Erfolgte die Messung der Abstandsunterschreitung durch eine Schätzung der nachfahrenden Polizeibeamten, muss es sich bei den feststellenden Personen um geübte Polizeibeamte handeln. Das ist eine Mindestvoraussetzung für eine anzuerkennende Messung, da eine hinreichend genaue Abstandsschätzung durch ungeübte Personen in der Regel nicht möglich ist. Außerdem muss das Gericht sich davon überzeugen können, dass es den Beamten auf der Messstrecke konkret möglich war, den Abstand zwischen den Fahrzeugen zuverlässig zu beurteilen.

Wurde die Abstandsmessung mittels dem aus einem nachfahrenden Polizeifahrzeug betriebenen Messsystem ProViDa durchgeführt, ist zudem zu beachten, dass es sich hierbei nicht um ein standardisiertes Messverfahren handelt. Dies führt zu erhöhten Anforderungen an die richterliche Überzeugungsbildung und der Darstellung der konkreten Messung in den Urteilsgründen. Der Bußgeldrichter darf sich dann im Urteil nicht auf die Mitteilung des Messverfahrens und die - gegebenenfalls nach Abzug der Messtoleranzen ermittelten Ergebniswerte der Messung , namentlich die ermittelten Zeit-, Geschwindigkeits- und Abstandswerte, beschränken.
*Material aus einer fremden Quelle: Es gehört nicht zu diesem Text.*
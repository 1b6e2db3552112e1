//! OpenAPI documentation configuration.
//!
//! [`ApiDoc`] generates the OpenAPI specification for the REST API: every
//! HTTP endpoint from the inbound layer plus the schemas they reference.
//! The generated document backs Swagger UI in debug builds.

use utoipa::OpenApi;

/// OpenAPI document for the REST API.
#[derive(OpenApi)]
#[openapi(
    info(
        title = "Library users backend API",
        description = "Administrative HTTP interface for the users table, \
                       its CSV bulk import, and the loans-per-user report."
    ),
    servers(
        (url = "/", description = "Relative to the deployment base URL")
    ),
    paths(
        crate::inbound::http::imports::start_import,
        crate::inbound::http::imports::get_import,
        crate::inbound::http::users::create_user,
        crate::inbound::http::users::list_users,
        crate::inbound::http::users::get_user,
        crate::inbound::http::users::update_user,
        crate::inbound::http::users::delete_user,
        crate::inbound::http::reports::books_by_user,
        crate::inbound::http::health::ready,
        crate::inbound::http::health::live,
    ),
    components(schemas(
        crate::domain::Error,
        crate::domain::ErrorCode,
        crate::domain::User,
        crate::domain::LoanTally,
        crate::domain::ImportSummary,
        crate::domain::RowIssue,
        crate::inbound::http::users::UserPayload,
        crate::inbound::http::users::CreatedUserResponse,
        crate::inbound::http::users::MessageResponse,
        crate::inbound::http::imports::ImportStartedResponse,
        crate::inbound::http::imports::ImportStatusResponse,
    )),
    tags(
        (name = "users", description = "Users table administration"),
        (name = "imports", description = "Bulk CSV ingestion"),
        (name = "reports", description = "Read-only aggregates"),
        (name = "health", description = "Probes"),
    )
)]
pub struct ApiDoc;

#[cfg(test)]
mod tests {
    use utoipa::OpenApi as _;

    use super::*;

    #[test]
    fn document_includes_every_endpoint() {
        let doc = ApiDoc::openapi();
        let paths = &doc.paths.paths;
        for expected in [
            "/upload-users-csv",
            "/imports/{id}",
            "/upload-users",
            "/users",
            "/users/{id}",
            "/update-user/{id}",
            "/reports/books-by-user",
            "/health/ready",
            "/health/live",
        ] {
            assert!(paths.contains_key(expected), "missing path {expected}");
        }
    }
}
Die Abstandsmessung aus einem vorausfahrenden Polizeifahrzeug unter Zuhilfenahme des Rückspiegels gilt nicht als beweissicher. Auch eine Abstandsbestimmung durch Nachstellen des Abstands auf einem Autobahnparkplatz reicht zum Nachweis eines Abstandsverstoßes nicht aus.

Die Abstandsmessung mit ProViDa ist schon deshalb kein standardisiertes Messverfahren weil weder festgelegt ist, unter welchen Voraussetzungen ein von den Fahrzeugen passierter Punkt markant und ortsfest ist und deshalb für die Abstandsberechnung geeignet ist, noch wie die Fahrzeugschatten beschaffen sein müssen, um taugliche Grundlage für die Abstandsberechnung sein zu können.
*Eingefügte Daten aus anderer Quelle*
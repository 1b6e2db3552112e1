//! Users API handlers.
//!
//! ```text
//! POST   /upload-users        create one user from a JSON body
//! GET    /users               list users
//! GET    /users/{id}          fetch one user
//! PUT    /update-user/{id}    replace every field of one user
//! DELETE /users/{id}          delete one user
//! ```
//!
//! Every mutating handler runs presence checks, normalisation, and field
//! validation before touching storage, answering 400 on the first failing
//! check.

use actix_web::{HttpResponse, delete, get, post, put, web};
use serde::{Deserialize, Serialize};
use tracing::info;
use utoipa::ToSchema;

use crate::domain::ports::UserPersistenceError;
use crate::domain::{Error, User, UserFields};
use crate::inbound::http::ApiResult;
use crate::inbound::http::state::HttpState;
use crate::inbound::http::validation::{
    map_validation_error, missing_field_error, parse_user_id,
};

/// Request payload carrying the six user fields.
///
/// All fields are optional at the serde layer so an absent field produces
/// the structured `missing_field` 400 rather than a deserialisation error.
#[derive(Debug, Default, Deserialize, Serialize, ToSchema)]
pub struct UserPayload {
    pub full_name: Option<String>,
    pub id_document: Option<String>,
    pub address: Option<String>,
    pub city: Option<String>,
    pub phone_number: Option<String>,
    pub email: Option<String>,
}

/// Response payload for a successful creation.
#[derive(Debug, Serialize, Deserialize, ToSchema)]
pub struct CreatedUserResponse {
    pub message: String,
    pub user: User,
}

/// Plain acknowledgement payload.
#[derive(Debug, Serialize, Deserialize, ToSchema)]
pub struct MessageResponse {
    pub message: String,
}

fn require(value: Option<String>, field: &'static str) -> Result<String, Error> {
    value
        .map(|v| v.trim().to_owned())
        .filter(|v| !v.is_empty())
        .ok_or_else(|| missing_field_error(field))
}

/// Presence-check, normalise, and validate a payload.
fn parse_user_payload(payload: UserPayload) -> Result<UserFields, Error> {
    let full_name = require(payload.full_name, "full_name")?;
    let id_document = require(payload.id_document, "id_document")?;
    let address = require(payload.address, "address")?;
    let city = require(payload.city, "city")?;
    let phone_number = require(payload.phone_number, "phone_number")?;
    let email = require(payload.email, "email")?;

    let fields = UserFields::normalised(
        &full_name,
        &id_document,
        &address,
        &city,
        &phone_number,
        &email,
    );
    fields.validate().map_err(map_validation_error)?;
    Ok(fields)
}

pub(crate) fn map_persistence_error(error: UserPersistenceError) -> Error {
    Error::internal(error.to_string())
}

/// Create one user from a JSON body.
#[utoipa::path(
    post,
    path = "/upload-users",
    request_body = UserPayload,
    responses(
        (status = 201, description = "User created", body = CreatedUserResponse),
        (status = 400, description = "Invalid request", body = Error),
        (status = 409, description = "Conflicting id document", body = Error),
        (status = 500, description = "Internal server error", body = Error)
    ),
    tags = ["users"],
    operation_id = "createUser"
)]
#[post("/upload-users")]
pub async fn create_user(
    state: web::Data<HttpState>,
    payload: web::Json<UserPayload>,
) -> ApiResult<HttpResponse> {
    let fields = parse_user_payload(payload.into_inner())?;

    match state
        .users
        .insert(&fields)
        .await
        .map_err(map_persistence_error)?
    {
        Some(user) => {
            info!(user_id = user.id, "user created");
            Ok(HttpResponse::Created().json(CreatedUserResponse {
                message: "user created".to_owned(),
                user,
            }))
        }
        None => Err(Error::conflict(
            "a user with this id document already exists",
        )),
    }
}

/// List every user, ordered by identifier.
#[utoipa::path(
    get,
    path = "/users",
    responses(
        (status = 200, description = "Users", body = [User]),
        (status = 500, description = "Internal server error", body = Error)
    ),
    tags = ["users"],
    operation_id = "listUsers"
)]
#[get("/users")]
pub async fn list_users(state: web::Data<HttpState>) -> ApiResult<web::Json<Vec<User>>> {
    let users = state.users.list().await.map_err(map_persistence_error)?;
    Ok(web::Json(users))
}

/// Fetch one user by identifier.
#[utoipa::path(
    get,
    path = "/users/{id}",
    params(("id" = i32, Path, description = "User identifier")),
    responses(
        (status = 200, description = "User", body = User),
        (status = 400, description = "Invalid identifier", body = Error),
        (status = 404, description = "User not found", body = Error),
        (status = 500, description = "Internal server error", body = Error)
    ),
    tags = ["users"],
    operation_id = "getUser"
)]
#[get("/users/{id}")]
pub async fn get_user(
    state: web::Data<HttpState>,
    path: web::Path<String>,
) -> ApiResult<web::Json<User>> {
    let id = parse_user_id(&path.into_inner())?;
    let user = state
        .users
        .find_by_id(id)
        .await
        .map_err(map_persistence_error)?
        .ok_or_else(|| Error::not_found("user not found"))?;
    Ok(web::Json(user))
}

/// Replace every field of an existing user.
#[utoipa::path(
    put,
    path = "/update-user/{id}",
    params(("id" = i32, Path, description = "User identifier")),
    request_body = UserPayload,
    responses(
        (status = 200, description = "User updated", body = MessageResponse),
        (status = 400, description = "Invalid request", body = Error),
        (status = 404, description = "User not found", body = Error),
        (status = 500, description = "Internal server error", body = Error)
    ),
    tags = ["users"],
    operation_id = "updateUser"
)]
#[put("/update-user/{id}")]
pub async fn update_user(
    state: web::Data<HttpState>,
    path: web::Path<String>,
    payload: web::Json<UserPayload>,
) -> ApiResult<HttpResponse> {
    let id = parse_user_id(&path.into_inner())?;
    let fields = parse_user_payload(payload.into_inner())?;

    let updated = state
        .users
        .update(id, &fields)
        .await
        .map_err(map_persistence_error)?;
    if !updated {
        return Err(Error::not_found("user not found"));
    }

    info!(user_id = id.get(), "user updated");
    Ok(HttpResponse::Ok().json(MessageResponse {
        message: "user updated".to_owned(),
    }))
}

/// Delete one user by identifier.
#[utoipa::path(
    delete,
    path = "/users/{id}",
    params(("id" = i32, Path, description = "User identifier")),
    responses(
        (status = 200, description = "User deleted", body = MessageResponse),
        (status = 400, description = "Invalid identifier", body = Error),
        (status = 404, description = "User not found", body = Error),
        (status = 500, description = "Internal server error", body = Error)
    ),
    tags = ["users"],
    operation_id = "deleteUser"
)]
#[delete("/users/{id}")]
pub async fn delete_user(
    state: web::Data<HttpState>,
    path: web::Path<String>,
) -> ApiResult<HttpResponse> {
    let id = parse_user_id(&path.into_inner())?;

    let deleted = state
        .users
        .delete(id)
        .await
        .map_err(map_persistence_error)?;
    if !deleted {
        return Err(Error::not_found("user not found"));
    }

    info!(user_id = id.get(), "user deleted");
    Ok(HttpResponse::Ok().json(MessageResponse {
        message: "user deleted".to_owned(),
    }))
}
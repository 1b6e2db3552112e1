//! Reporting HTTP handlers.
//!
//! ```text
//! GET /reports/books-by-user
//! ```

use actix_web::{get, web};

use crate::domain::{Error, LoanTally};
use crate::inbound::http::ApiResult;
use crate::inbound::http::state::HttpState;
use crate::inbound::http::users::map_persistence_error;

/// Loans counted per user, zero-loan users included, most active first.
#[utoipa::path(
    get,
    path = "/reports/books-by-user",
    responses(
        (status = 200, description = "Loan counts per user", body = [LoanTally]),
        (status = 500, description = "Internal server error", body = Error)
    ),
    tags = ["reports"],
    operation_id = "booksByUser"
)]
#[get("/reports/books-by-user")]
pub async fn books_by_user(state: web::Data<HttpState>) -> ApiResult<web::Json<Vec<LoanTally>>> {
    let tallies = state
        .users
        .loans_per_user()
        .await
        .map_err(map_persistence_error)?;
    Ok(web::Json(tallies))
}
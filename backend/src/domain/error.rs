//! Domain-level error types.
//!
//! These errors are transport agnostic. Inbound adapters map them to HTTP
//! responses or any other protocol-specific envelope.

use serde::{Deserialize, Serialize};
use serde_json::Value;
use utoipa::ToSchema;

/// Stable machine-readable error code describing the failure category.
#[derive(Debug, Clone, Copy, PartialEq, Eq, Hash, Serialize, Deserialize, ToSchema)]
#[non_exhaustive]
#[serde(rename_all = "snake_case")]
pub enum ErrorCode {
    /// The request is malformed or fails validation.
    InvalidRequest,
    /// The requested resource does not exist.
    NotFound,
    /// The write was rejected because a conflicting record already exists.
    Conflict,
    /// An unexpected error occurred inside the domain.
    InternalError,
}

/// Domain error payload.
///
/// ## Invariants
/// - `message` must be non-empty once trimmed of whitespace.
///
/// # Examples
/// ```
/// use backend::domain::{Error, ErrorCode};
///
/// let err = Error::not_found("missing");
/// assert_eq!(err.code(), ErrorCode::NotFound);
/// ```
#[derive(Debug, Clone, PartialEq, Serialize, Deserialize, ToSchema)]
pub struct Error {
    #[schema(example = "invalid_request")]
    code: ErrorCode,
    #[schema(example = "Something went wrong")]
    message: String,
    #[serde(skip_serializing_if = "Option::is_none")]
    details: Option<Value>,
}

impl Error {
    /// Create a new error.
    pub fn new(code: ErrorCode, message: impl Into<String>) -> Self {
        Self {
            code,
            message: message.into(),
            details: None,
        }
    }

    /// Stable machine-readable error code.
    pub fn code(&self) -> ErrorCode {
        self.code
    }

    /// Human-readable message returned to adapters.
    pub fn message(&self) -> &str {
        self.message.as_str()
    }

    /// Supplementary error details for adapters.
    pub fn details(&self) -> Option<&Value> {
        self.details.as_ref()
    }

    /// Attach structured details to the error.
    ///
    /// # Examples
    /// ```
    /// use backend::domain::Error;
    /// use serde_json::json;
    ///
    /// let err = Error::invalid_request("bad").with_details(json!({ "field": "full_name" }));
    /// assert!(err.details().is_some());
    /// ```
    pub fn with_details(mut self, details: Value) -> Self {
        self.details = Some(details);
        self
    }

    /// Convenience constructor for [`ErrorCode::InvalidRequest`].
    pub fn invalid_request(message: impl Into<String>) -> Self {
        Self::new(ErrorCode::InvalidRequest, message)
    }

    /// Convenience constructor for [`ErrorCode::NotFound`].
    pub fn not_found(message: impl Into<String>) -> Self {
        Self::new(ErrorCode::NotFound, message)
    }

    /// Convenience constructor for [`ErrorCode::Conflict`].
    pub fn conflict(message: impl Into<String>) -> Self {
        Self::new(ErrorCode::Conflict, message)
    }

    /// Convenience constructor for [`ErrorCode::InternalError`].
    pub fn internal(message: impl Into<String>) -> Self {
        Self::new(ErrorCode::InternalError, message)
    }
}

impl std::fmt::Display for Error {
    fn fmt(&self, f: &mut std::fmt::Formatter<'_>) -> std::fmt::Result {
        write!(f, "{}", self.message)
    }
}

impl std::error::Error for Error {}

#[cfg(test)]
mod tests {
    //! Regression coverage for the error payload shape.

    use super::*;
    use serde_json::json;

    #[test]
    fn constructors_set_expected_codes() {
        let cases = [
            (Error::invalid_request("bad"), ErrorCode::InvalidRequest),
            (Error::not_found("missing"), ErrorCode::NotFound),
            (Error::conflict("duplicate"), ErrorCode::Conflict),
            (Error::internal("boom"), ErrorCode::InternalError),
        ];
        for (err, code) in cases {
            assert_eq!(err.code(), code);
        }
    }

    #[test]
    fn codes_serialise_as_snake_case() {
        let err = Error::conflict("duplicate");
        let value = serde_json::to_value(&err).expect("error serialises");
        assert_eq!(value.get("code"), Some(&json!("conflict")));
        assert_eq!(value.get("details"), None);
    }

    #[test]
    fn details_round_trip() {
        let err = Error::invalid_request("bad").with_details(json!({ "field": "email" }));
        let value = serde_json::to_value(&err).expect("error serialises");
        assert_eq!(
            value.get("details").and_then(|d| d.get("field")),
            Some(&json!("email"))
        );
    }
}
Der Tatrichter wird durch das System nur in die Lage versetzt in Anwesenheit der Polizeibeamten im Wege des Augenscheins im Gerichtssaal anhand der bei der Videoprojekton erkennbaren Fixpunkte die Abstände zwischen den Fahrzeugen zu berechnen. Diese Videoauswertung und Berechnung muss er in den Urteilsgründen verständlich und widerspruchsfrei darstellen. Es muss dem Urteil zu entnehmen sein, an welchen Punkten genau die Fahrzeuge durch die Einzelbildschaltung herangeführt wurden und wie dann die Berechnung erfolgte. Das Urteil muss Auskunft geben, von welchen Paramtern bei der Berechnung ausgegangen wurde (OLG Jena, Beschl. v. 22.4.2010, Az. 1 Ss 355/09).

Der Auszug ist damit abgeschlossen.